Opinion
4:20-CR-00099-M
04-03-2024
ORDER
RICHARD E. MYERS II, CHIEF UNITED STATES DISTRICT JUDGE.
These matters come before the court on Defendant's pro se motion for compassionate release pursuant to 18 U.S.C. § 3582 [DE 48], his counseled memorandum in support of the motion (DE 53), the government's response in opposition to the motion (DE 65), and Defendant's reply in support of the motion (DE 68). In essence, Defendant argues that an assault and the threat of personal harm from other inmates in response to his cooperation with law enforcement has “forced” him to reside in special housing units at different facilities for his own “protection” and has led to his fear for his safety and his inability to access the recreation and programming available to similarly situated inmates. Defendant contends that his circumstances are ''extraordinary and compelling” under 18 U.S.C. § 3582(c)(1)(A) and, thus, support his request for early release. The United States opposes Defendant's request. For the reasons that follow, Defendant's motion is denied.

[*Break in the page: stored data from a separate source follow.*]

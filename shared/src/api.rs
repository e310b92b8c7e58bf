use serde::{Deserialize, Serialize};

use crate::error::ApiError;
use crate::model::{DetailId, InterestState, ListingGroup};

/// Remote store the tracker persists to. Implementations report the value the
/// server confirmed; anything that is not a confirmation is an error.
#[async_trait::async_trait]
pub trait ListingApi: Send + Sync {
    async fn set_interest(
        &self,
        detail_id: DetailId,
        interest: InterestState,
    ) -> Result<InterestState, ApiError>;

    async fn set_contact(&self, detail_id: DetailId, contact: bool) -> Result<bool, ApiError>;

    /// `query` is an already encoded query string, passed through as is.
    async fn fetch_results(&self, query: &str) -> Result<Vec<ListingGroup>, ApiError>;
}

#[derive(Debug, Clone, Copy, Serialize)]
pub struct InterestPatch {
    pub interest: InterestState,
}

#[derive(Debug, Clone, Copy, Serialize)]
pub struct ContactPatch {
    pub contact: bool,
}

/// Body echoed by `PATCH /api/interest/<id>/`.
#[derive(Debug, Clone, Copy, PartialEq, Eq, Serialize, Deserialize)]
pub struct InterestAck {
    pub detail_id: DetailId,
    pub interest: InterestState,
}

impl InterestAck {
    /// Checks the echo is about the listing that was patched.
    pub fn confirm(self, requested: DetailId) -> Result<InterestState, ApiError> {
        if self.detail_id != requested {
            return Err(ApiError::MalformedResponse(format!(
                "echo for detail {} while patching {requested}",
                self.detail_id
            )));
        }
        Ok(self.interest)
    }
}

/// Body echoed by `PATCH /api/contact/<id>/`.
#[derive(Debug, Clone, Copy, PartialEq, Eq, Serialize, Deserialize)]
pub struct ContactAck {
    pub detail_id: DetailId,
    pub contact: bool,
}

impl ContactAck {
    pub fn confirm(self, requested: DetailId) -> Result<bool, ApiError> {
        if self.detail_id != requested {
            return Err(ApiError::MalformedResponse(format!(
                "echo for detail {} while patching {requested}",
                self.detail_id
            )));
        }
        Ok(self.contact)
    }
}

A district court in its discretion may reduce a defendant's term of imprisonment if: (1) the defendant has fully exhausted all administrative rights to appeal a failure of the BOP to bring such motion on the defendant's behalf or the lapse of thirty days from the receipt of such a request by the warden of the defendant's facility, whichever is earlier; and (2) the court finds that extraordinary and compelling reasons warrant a reduction. 18 U.S.C. § 3582(c)(1)(A)(i); see also United States v. Muhammad, 16 F.4th 126, 129 (4th Cir. 2021). Under the statute, a defendant becomes eligible for relief only if the court finds that a reduction is both (1) warranted by “extraordinary and compelling reasons” and (2) “consistent with applicable policy statements issued by the Sentencing Commission.” United States v. High, 997 F.3d 181, 186 (4th Cir. 2021). If the court finds the defendant has demonstrated he is eligible, the court must consider the factors set forth in section 3553(a), to the extent they are applicable. Id. (citing 18 U.S.C. § 3582(c)(1)(A)); see also United States v. Kibble, 992 F.3d 326, 331 (4th Cir.), cert, denied, 142 S.Ct. 383 (2021). This court may deny the Defendant's motion based on its consideration of the applicable 3553(a) factors, even if extraordinary and compelling circumstances exist. See Kibble, 992 F.3d at 331-32.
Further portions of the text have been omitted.